= Exercise =
Check every line of the records below for the string "Serialize", then report only how many lines have it.
----------
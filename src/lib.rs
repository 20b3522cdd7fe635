//! AI-backed landing page section generation
//!
//! This crate is the core of a small backend service: a free-text brief is
//! sent to a hosted model, which drafts three landing-page sections (Hero,
//! About, Contact) as markup strings. A two-pass extractor recovers the
//! three section bodies from the unstructured reply, and a Postgres store
//! keeps the single current generated record plus any manually saved ones.
//!
//! ## Architecture
//!
//! ```text
//! Brief → Prompt Template → LLM → Raw Text → Extractor → SectionRecord → Store
//! ```
//!
//! The HTTP boundary lives in the `web-server` crate; this crate defines no
//! routes.

// LLM client abstraction
pub mod agentic;

// Core modules
pub mod error;
pub mod extractor;
pub mod generator;
pub mod models;

// Persistence
pub mod database;

// Re-exports for convenience
pub use agentic::{LlmClient, OpenRouterClient};
pub use database::{DatabaseConfig, DatabaseManager, SectionRepository, SectionStore};
pub use error::SectionsError;
pub use extractor::{extract_sections, EXPECTED_SECTIONS};
pub use generator::SectionGenerator;
pub use models::{SectionItem, SectionRecord, StoredSectionRecord};
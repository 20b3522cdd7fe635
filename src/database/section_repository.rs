//! Section Record Repository
//!
//! Persistence for section records. Two kinds of rows share one table:
//!
//! - The single "current" generated record, keyed by the fixed `'current'`
//!   slot. Every generation replaces it wholesale (`ON CONFLICT DO
//!   UPDATE`), so concurrent generations race last-writer-wins.
//! - Manually saved records, inserted with a NULL slot, one row per save.
//!
//! No deletion, no pagination, no uniqueness beyond the slot.

use async_trait::async_trait;
use chrono::{DateTime, Utc};
use sqlx::types::Json;
use sqlx::{FromRow, PgPool};
use uuid::Uuid;

use crate::error::SectionsError;
use crate::models::{SectionItem, SectionRecord, StoredSectionRecord};

/// Slot key of the single generated record.
const GENERATED_SLOT: &str = "current";

/// Store contract for section records.
#[async_trait]
pub trait SectionStore: Send + Sync {
    /// Replace the single current generated record with the given data,
    /// creating it if absent. Returns the stored record.
    async fn upsert_generated(
        &self,
        record: &SectionRecord,
    ) -> Result<StoredSectionRecord, SectionsError>;

    /// Create a new record from caller-supplied sections. Persists only the
    /// first supplied item; the rest of the validated array is dropped
    /// (probable defect kept for wire compatibility, see DESIGN.md).
    async fn save_provided(
        &self,
        prompt: &str,
        sections: &[SectionItem],
    ) -> Result<StoredSectionRecord, SectionsError>;

    /// Every stored record in insertion order, no pagination.
    async fn list_all(&self) -> Result<Vec<StoredSectionRecord>, SectionsError>;
}

#[derive(Debug, FromRow)]
struct SectionRecordRow {
    record_id: Uuid,
    prompt: String,
    sections: Json<Vec<SectionItem>>,
    created_at: DateTime<Utc>,
    updated_at: DateTime<Utc>,
}

impl From<SectionRecordRow> for StoredSectionRecord {
    fn from(row: SectionRecordRow) -> Self {
        Self {
            record_id: row.record_id,
            prompt: row.prompt,
            sections: row.sections.0,
            created_at: row.created_at,
            updated_at: row.updated_at,
        }
    }
}

/// Postgres-backed section store.
pub struct SectionRepository {
    pool: PgPool,
}

impl SectionRepository {
    /// Create a new repository
    pub fn new(pool: PgPool) -> Self {
        Self { pool }
    }

    /// Get the pool reference
    pub fn pool(&self) -> &PgPool {
        &self.pool
    }
}

#[async_trait]
impl SectionStore for SectionRepository {
    async fn upsert_generated(
        &self,
        record: &SectionRecord,
    ) -> Result<StoredSectionRecord, SectionsError> {
        let row = sqlx::query_as::<_, SectionRecordRow>(
            r#"
            INSERT INTO section_records (record_id, slot, prompt, sections, created_at, updated_at)
            VALUES ($1, $2, $3, $4, NOW(), NOW())
            ON CONFLICT (slot) DO UPDATE
            SET prompt = EXCLUDED.prompt,
                sections = EXCLUDED.sections,
                updated_at = NOW()
            RETURNING record_id, prompt, sections, created_at, updated_at
            "#,
        )
        .bind(Uuid::new_v4())
        .bind(GENERATED_SLOT)
        .bind(&record.prompt)
        .bind(Json(&record.sections))
        .fetch_one(&self.pool)
        .await?;

        Ok(row.into())
    }

    async fn save_provided(
        &self,
        prompt: &str,
        sections: &[SectionItem],
    ) -> Result<StoredSectionRecord, SectionsError> {
        // Only sections[0] is persisted, no matter how many items were
        // validated upstream. Probable defect kept for wire compatibility
        // (see DESIGN.md).
        let first = sections
            .first()
            .ok_or_else(|| SectionsError::Validation("sections must not be empty".to_string()))?;

        let row = sqlx::query_as::<_, SectionRecordRow>(
            r#"
            INSERT INTO section_records (record_id, slot, prompt, sections, created_at, updated_at)
            VALUES ($1, NULL, $2, $3, NOW(), NOW())
            RETURNING record_id, prompt, sections, created_at, updated_at
            "#,
        )
        .bind(Uuid::new_v4())
        .bind(prompt)
        .bind(Json(std::slice::from_ref(first)))
        .fetch_one(&self.pool)
        .await?;

        Ok(row.into())
    }

    async fn list_all(&self) -> Result<Vec<StoredSectionRecord>, SectionsError> {
        let rows = sqlx::query_as::<_, SectionRecordRow>(
            r#"
            SELECT record_id, prompt, sections, created_at, updated_at
            FROM section_records
            ORDER BY created_at ASC
            "#,
        )
        .fetch_all(&self.pool)
        .await?;

        Ok(rows.into_iter().map(Into::into).collect())
    }
}
//! LLM Client Trait
//!
//! Unified interface over hosted chat-completion providers.

use async_trait::async_trait;

use crate::error::SectionsError;

/// Unified chat-completion client interface.
#[async_trait]
pub trait LlmClient: Send + Sync {
    /// Call the model with system + user prompts, return the raw text reply.
    async fn chat(&self, system_prompt: &str, user_prompt: &str) -> Result<String, SectionsError>;

    /// Get the model name for logging
    fn model_name(&self) -> &str;

    /// Get the provider name for logging
    fn provider_name(&self) -> &str;
}
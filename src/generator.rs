//! Section Generator
//!
//! Coordinates one end-to-end "generate sections from a prompt" run: build
//! the instruction template, make the single model call, extract the three
//! section bodies, and hand the assembled record to the store. A single
//! model-call failure or extraction failure is terminal for the request;
//! nothing is retried and nothing partial is persisted.

use std::sync::Arc;

use tracing::{info, warn};

use crate::agentic::{LlmClient, OpenRouterClient};
use crate::database::SectionStore;
use crate::error::SectionsError;
use crate::extractor::{extract_sections, EXPECTED_SECTIONS};
use crate::models::{SectionItem, SectionRecord, StoredSectionRecord};

/// Orchestrator for section generation, saving and listing.
pub struct SectionGenerator {
    client: Option<Arc<dyn LlmClient>>,
    store: Arc<dyn SectionStore>,
}

impl SectionGenerator {
    /// Create from process configuration. A missing model credential is
    /// remembered and surfaced on the first `generate` call; saving and
    /// listing stay available without it.
    pub fn from_env(store: Arc<dyn SectionStore>) -> Self {
        let client = OpenRouterClient::from_env()
            .ok()
            .map(|c| Arc::new(c) as Arc<dyn LlmClient>);
        Self { client, store }
    }

    /// Create with a specific LLM client
    pub fn with_client(client: Arc<dyn LlmClient>, store: Arc<dyn SectionStore>) -> Self {
        Self {
            client: Some(client),
            store,
        }
    }

    /// Create with no model credential configured
    pub fn without_client(store: Arc<dyn SectionStore>) -> Self {
        Self {
            client: None,
            store,
        }
    }

    /// Generate the three sections for a prompt and upsert them as the
    /// single current generated record.
    pub async fn generate(&self, prompt: &str) -> Result<StoredSectionRecord, SectionsError> {
        let client = match self.client.as_ref() {
            Some(client) => client,
            None => return Err(SectionsError::MissingApiKey),
        };

        info!(
            provider = client.provider_name(),
            model = client.model_name(),
            "generating sections"
        );

        match self.generate_inner(client.as_ref(), prompt).await {
            Ok(record) => Ok(record),
            Err(err) => {
                warn!("section generation failed: {err}");
                Err(SectionsError::Generation(Box::new(err)))
            }
        }
    }

    async fn generate_inner(
        &self,
        client: &dyn LlmClient,
        prompt: &str,
    ) -> Result<StoredSectionRecord, SectionsError> {
        let system_prompt = build_system_prompt();
        let user_prompt = build_user_prompt(prompt);

        let raw = client.chat(system_prompt, &user_prompt).await?;
        if raw.trim().is_empty() {
            return Err(SectionsError::EmptyCompletion);
        }

        let mut bodies = extract_sections(&raw)?;

        let mut sections = Vec::with_capacity(EXPECTED_SECTIONS.len());
        for name in EXPECTED_SECTIONS {
            let code = bodies
                .remove(name)
                .ok_or_else(|| SectionsError::MissingSections {
                    missing: vec![name.to_string()],
                })?;
            sections.push(SectionItem {
                name: name.to_string(),
                code,
            });
        }

        let record = SectionRecord {
            prompt: prompt.to_string(),
            sections,
        };
        self.store.upsert_generated(&record).await
    }

    /// Save caller-supplied sections as a new record.
    pub async fn save(
        &self,
        prompt: &str,
        sections: &[SectionItem],
    ) -> Result<StoredSectionRecord, SectionsError> {
        self.store.save_provided(prompt, sections).await
    }

    /// List every stored record.
    pub async fn list(&self) -> Result<Vec<StoredSectionRecord>, SectionsError> {
        self.store.list_all().await
    }
}

fn build_system_prompt() -> &'static str {
    r#"# Landing Page Section Generator

You are a professional UI/UX component generator. For every client brief you
produce exactly 3 modern, styled landing page sections:

- "Hero": a bold welcome section with heading, subheading, and button.
- "About": a brief description of the company or idea.
- "Contact": a simple form with inputs and a button.

## Design Rules

1. Use unique and modern color combinations, clear visual hierarchy,
   alignment, and spacing.
2. Use only inline styles inside style={{ ... }}.
3. Ensure responsiveness using only vh, vw, %, and px units.
4. Use bold buttons, clean forms, and centered layout.
5. Use real-looking content (e.g. "Welcome to GymPro", "Submit").

## Absolutely Do Not

- Include markdown fences or any text outside the object literal.
- Include explanations, labels, or comments of any kind.
- Use media queries, CSS class names, styled-components, or external styles.
- Use JavaScript variables or dynamic expressions inside the markup.

## Output Format

{
  "Hero": () => (<section style={{...}}>...</section>),
  "About": () => (<section style={{...}}>...</section>),
  "Contact": () => (<section style={{...}}>...</section>)
}

Do not include anything else."#
}

fn build_user_prompt(prompt: &str) -> String {
    format!("CLIENT BRIEF: Design a landing page for a \"{prompt}\". Generate the 3 sections now.")
}

#[cfg(test)]
mod tests {
    use super::*;

    #[test]
    fn test_user_prompt_embeds_brief() {
        let prompt = build_user_prompt("bakery landing page");
        assert!(prompt.contains("\"bakery landing page\""));
    }

    #[test]
    fn test_system_prompt_states_format_rules() {
        let prompt = build_system_prompt();
        for name in EXPECTED_SECTIONS {
            assert!(prompt.contains(&format!("\"{name}\"")));
        }
        assert!(prompt.contains("inline styles"));
        assert!(prompt.contains("Do not include anything else."));
    }
}
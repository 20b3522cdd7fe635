//! Model reply extraction
//!
//! The model is asked to return an object literal mapping `"Hero"`,
//! `"About"` and `"Contact"` to arrow functions wrapping a `<section>`
//! tree, but the reply is free text from a non-deterministic generator and
//! arrives with prose, fences or reordered keys often enough that strict
//! parsing is hopeless. Extraction is best-effort text scraping over two
//! passes:
//!
//! 1. **Primary** — the strict `"Name": () => ( … <section>…</section> … )`
//!    shape, matched per name with a non-greedy, multi-line pattern.
//! 2. **Fallback** — for names the primary pass missed, the bare name
//!    followed eventually by a `<section>…</section>` pair.
//!
//! A name neither pass can locate is reported in the error, never replaced
//! by an empty body. No well-formedness check is made on the markup beyond
//! the outer `<section>` pair.

use std::collections::HashMap;

use once_cell::sync::Lazy;
use regex::Regex;

use crate::error::SectionsError;

/// Section names a generated reply must contain, in storage order.
pub const EXPECTED_SECTIONS: [&str; 3] = ["Hero", "About", "Contact"];

static PRIMARY_PATTERNS: Lazy<HashMap<&'static str, Regex>> = Lazy::new(|| {
    EXPECTED_SECTIONS
        .iter()
        .map(|name| {
            let pattern = format!(
                r#"(?s)"{name}"\s*:\s*\(\s*\)\s*=>\s*\(.*?<section[^>]*>.*?</section>.*?\)"#
            );
            (*name, Regex::new(&pattern).expect("valid primary pattern"))
        })
        .collect()
});

static FALLBACK_PATTERNS: Lazy<HashMap<&'static str, Regex>> = Lazy::new(|| {
    EXPECTED_SECTIONS
        .iter()
        .map(|name| {
            let pattern = format!(r"(?s){name}.*?<section[^>]*>.*?</section>");
            (*name, Regex::new(&pattern).expect("valid fallback pattern"))
        })
        .collect()
});

/// Extract the expected section bodies from a raw model reply.
///
/// Returns a name → body mapping with an entry for every name in
/// [`EXPECTED_SECTIONS`], or [`SectionsError::MissingSections`] listing
/// exactly the names neither pass could locate.
pub fn extract_sections(raw: &str) -> Result<HashMap<String, String>, SectionsError> {
    let text = strip_code_fence(raw);
    let mut sections: HashMap<String, String> = HashMap::new();

    for name in EXPECTED_SECTIONS {
        if let Some(m) = PRIMARY_PATTERNS[name].find(&text) {
            sections.insert(name.to_string(), m.as_str().to_string());
        }
    }

    if sections.len() < EXPECTED_SECTIONS.len() {
        for name in EXPECTED_SECTIONS {
            if sections.contains_key(name) {
                continue;
            }
            if let Some(m) = FALLBACK_PATTERNS[name].find(&text) {
                sections.insert(name.to_string(), m.as_str().to_string());
            }
        }

        let missing: Vec<String> = EXPECTED_SECTIONS
            .iter()
            .filter(|name| !sections.contains_key(**name))
            .map(|name| name.to_string())
            .collect();
        if !missing.is_empty() {
            return Err(SectionsError::MissingSections { missing });
        }
    }

    Ok(sections)
}

/// Strip one enclosing markdown code fence (```json … ``` or ``` … ```)
/// when the whole reply is wrapped in it.
fn strip_code_fence(text: &str) -> String {
    let text = text.trim();
    if text.starts_with("```") && text.ends_with("```") {
        let lines: Vec<&str> = text.lines().collect();
        if lines.len() > 2 {
            // Drop the opening fence line (with any language tag) and the
            // closing fence line.
            return lines[1..lines.len() - 1].join("\n");
        }
    }
    text.to_string()
}
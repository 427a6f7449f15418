//! Provider failure taxonomy.
//!
//! Every upstream failure is folded into [`LlmError`] before it leaves this
//! crate, so callers never see SDK or transport types. The table below is the
//! whole contract:
//!
//! | Variant | Status | Code |
//! |---------|--------|------|
//! | [`RealCallsDisabled`](LlmError::RealCallsDisabled) | 403 | `REAL_LLM_DISABLED` |
//! | [`RateLimited`](LlmError::RateLimited) | 429 | `RATE_LIMIT_EXCEEDED` |
//! | [`Timeout`](LlmError::Timeout) | 504 | `LLM_TIMEOUT` |
//! | `Connection`, `Authentication`, `DeploymentNotFound`, `Rejected`, `UpstreamInternal`, `Failure` | 502 | `LLM_PROVIDER_FAILURE` |
//! | [`InvalidConfig`](LlmError::InvalidConfig) | 500 | `INTERNAL_ERROR` |
//!
//! New upstream failure modes are added to [`translate`], never as extra
//! catch sites in the providers.

use reqwest::header::{HeaderMap, RETRY_AFTER};
use reqwest::StatusCode;
use serde::Serialize;
use thiserror::Error;

/// Normalized provider failure.
#[derive(Debug, Clone, PartialEq, Eq, Error)]
pub enum LlmError {
    #[error("Real LLM calls are disabled. Set ALLOW_REAL_LLM=1 to enable them.")]
    RealCallsDisabled,

    #[error("Too many requests. Please retry after the specified time.")]
    RateLimited { retry_after_seconds: Option<u64> },

    #[error("The LLM request timed out.")]
    Timeout,

    #[error("Failed to connect to the upstream LLM provider.")]
    Connection,

    #[error("Upstream authentication/authorization failed.")]
    Authentication,

    #[error("Upstream model/deployment was not found.")]
    DeploymentNotFound,

    #[error("Upstream rejected the request.")]
    Rejected,

    #[error("Upstream provider encountered an internal error.")]
    UpstreamInternal,

    #[error("Upstream provider request failed.")]
    Failure,

    /// Construction-time misconfiguration. The detail is for logs only.
    #[error("invalid LLM configuration: {0}")]
    InvalidConfig(String),
}

impl LlmError {
    /// HTTP status the boundary should answer with.
    pub fn status_code(&self) -> u16 {
        match self {
            LlmError::RealCallsDisabled => 403,
            LlmError::RateLimited { .. } => 429,
            LlmError::Timeout => 504,
            LlmError::Connection
            | LlmError::Authentication
            | LlmError::DeploymentNotFound
            | LlmError::Rejected
            | LlmError::UpstreamInternal
            | LlmError::Failure => 502,
            LlmError::InvalidConfig(_) => 500,
        }
    }

    /// Stable machine code.
    pub fn code(&self) -> &'static str {
        match self {
            LlmError::RealCallsDisabled => "REAL_LLM_DISABLED",
            LlmError::RateLimited { .. } => "RATE_LIMIT_EXCEEDED",
            LlmError::Timeout => "LLM_TIMEOUT",
            LlmError::Connection
            | LlmError::Authentication
            | LlmError::DeploymentNotFound
            | LlmError::Rejected
            | LlmError::UpstreamInternal
            | LlmError::Failure => "LLM_PROVIDER_FAILURE",
            LlmError::InvalidConfig(_) => "INTERNAL_ERROR",
        }
    }

    pub fn retry_after_seconds(&self) -> Option<u64> {
        match self {
            LlmError::RateLimited {
                retry_after_seconds,
            } => *retry_after_seconds,
            _ => None,
        }
    }

    /// Human message safe to show to API callers.
    pub fn public_message(&self) -> String {
        match self {
            LlmError::InvalidConfig(_) => "The LLM provider is not configured.".to_string(),
            other => other.to_string(),
        }
    }

    pub fn normalize(&self) -> NormalizedError {
        NormalizedError::from(self)
    }
}

/// Transport-agnostic error record handed to the boundary layer.
#[derive(Debug, Clone, PartialEq, Eq, Serialize)]
pub struct NormalizedError {
    pub status_code: u16,
    pub code: String,
    pub message: String,
    #[serde(skip_serializing_if = "Option::is_none")]
    pub retry_after_seconds: Option<u64>,
}

impl From<&LlmError> for NormalizedError {
    fn from(err: &LlmError) -> Self {
        Self {
            status_code: err.status_code(),
            code: err.code().to_string(),
            message: err.public_message(),
            retry_after_seconds: err.retry_after_seconds(),
        }
    }
}

impl From<LlmError> for NormalizedError {
    fn from(err: LlmError) -> Self {
        NormalizedError::from(&err)
    }
}

/// Raw upstream failure, before classification.
#[derive(Debug)]
pub enum UpstreamFailure<'a> {
    /// The request never produced a response (or the body read broke off).
    Transport(&'a reqwest::Error),
    /// The upstream answered with a non-success status.
    Status {
        status: StatusCode,
        headers: &'a HeaderMap,
    },
    /// A success response whose body could not be understood.
    Decode(&'a str),
}

/// Map an upstream failure onto the taxonomy.
pub fn translate(failure: UpstreamFailure<'_>) -> LlmError {
    match failure {
        UpstreamFailure::Transport(err) if err.is_timeout() => LlmError::Timeout,
        UpstreamFailure::Transport(err) if err.is_connect() => LlmError::Connection,
        UpstreamFailure::Transport(_) => LlmError::Failure,
        UpstreamFailure::Status { status, headers } => match status.as_u16() {
            429 => LlmError::RateLimited {
                retry_after_seconds: retry_after_seconds(headers),
            },
            408 => LlmError::Timeout,
            401 | 403 => LlmError::Authentication,
            404 => LlmError::DeploymentNotFound,
            400 | 409 | 413 | 415 | 422 => LlmError::Rejected,
            500..=599 => LlmError::UpstreamInternal,
            _ => LlmError::Failure,
        },
        UpstreamFailure::Decode(_) => LlmError::Failure,
    }
}

/// Integer `Retry-After` value in seconds. HTTP-date forms are ignored.
pub fn retry_after_seconds(headers: &HeaderMap) -> Option<u64> {
    headers
        .get(RETRY_AFTER)
        .and_then(|value| value.to_str().ok())
        .and_then(|value| value.trim().parse::<u64>().ok())
}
----------
= Answer to this problem =
2